//! Domain error model.

use rust_decimal::Decimal;
use thiserror::Error;

use crate::quantity::Quantity;

/// Result type used across the domain layer.
pub type DomainResult<T> = Result<T, DomainError>;

/// Domain-level error.
///
/// Deterministic business failures only (validation, stock shortages,
/// invariant guards). Storage failures live in the infrastructure layer.
#[derive(Debug, Error, Clone, PartialEq, Eq)]
pub enum DomainError {
    /// Malformed input: non-positive quantity, unknown unit/substance/batch,
    /// origin equal to destination, inactive unit, ...
    #[error("validation failed: {0}")]
    Validation(String),

    /// The requested quantity exceeds what the allocation scope holds.
    #[error("insufficient stock: requested {requested}, available {available}")]
    InsufficientStock {
        requested: Quantity,
        available: Quantity,
    },

    /// A balance mutation would have produced a negative on-hand quantity.
    ///
    /// Guards the non-negative invariant; the enclosing transaction must abort.
    #[error("negative balance: applying {delta} to {balance} would drop below zero")]
    NegativeBalance { balance: Quantity, delta: Decimal },

    /// A domain invariant was violated.
    #[error("invariant violated: {0}")]
    InvariantViolation(String),

    /// An identifier was invalid (e.g. parse failure).
    #[error("invalid identifier: {0}")]
    InvalidId(String),

    /// A conflicting record already exists (duplicate lot, reused request key).
    #[error("conflict: {0}")]
    Conflict(String),
}

impl DomainError {
    pub fn validation(msg: impl Into<String>) -> Self {
        Self::Validation(msg.into())
    }

    /// Validation failure for a reference that does not resolve.
    pub fn unknown(kind: &str, id: impl core::fmt::Display) -> Self {
        Self::Validation(format!("unknown {kind} {id}"))
    }

    pub fn insufficient(requested: Quantity, available: Quantity) -> Self {
        Self::InsufficientStock {
            requested,
            available,
        }
    }

    pub fn invariant(msg: impl Into<String>) -> Self {
        Self::InvariantViolation(msg.into())
    }

    pub fn invalid_id(msg: impl Into<String>) -> Self {
        Self::InvalidId(msg.into())
    }

    pub fn conflict(msg: impl Into<String>) -> Self {
        Self::Conflict(msg.into())
    }
}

### WHAT TO WORK ON
Produce a word-for-word copy of everything above from the line holding "use crate::quantity::Quantity;" down to the line holding "would drop below", with both of those lines kept.

### SOLVED PROBLEM
use crate::quantity::Quantity;

/// Result type used across the domain layer.
pub type DomainResult<T> = Result<T, DomainError>;

/// Domain-level error.
///
/// Deterministic business failures only (validation, stock shortages,
/// invariant guards). Storage failures live in the infrastructure layer.
#[derive(Debug, Error, Clone, PartialEq, Eq)]
pub enum DomainError {
    /// Malformed input: non-positive quantity, unknown unit/substance/batch,
    /// origin equal to destination, inactive unit, ...
    #[error("validation failed: {0}")]
    Validation(String),

    /// The requested quantity exceeds what the allocation scope holds.
    #[error("insufficient stock: requested {requested}, available {available}")]
    InsufficientStock {
        requested: Quantity,
        available: Quantity,
    },

    /// A balance mutation would have produced a negative on-hand quantity.
    ///
    /// Guards the non-negative invariant; the enclosing transaction must abort.
    #[error("negative balance: applying {delta} to {balance} would drop below zero")]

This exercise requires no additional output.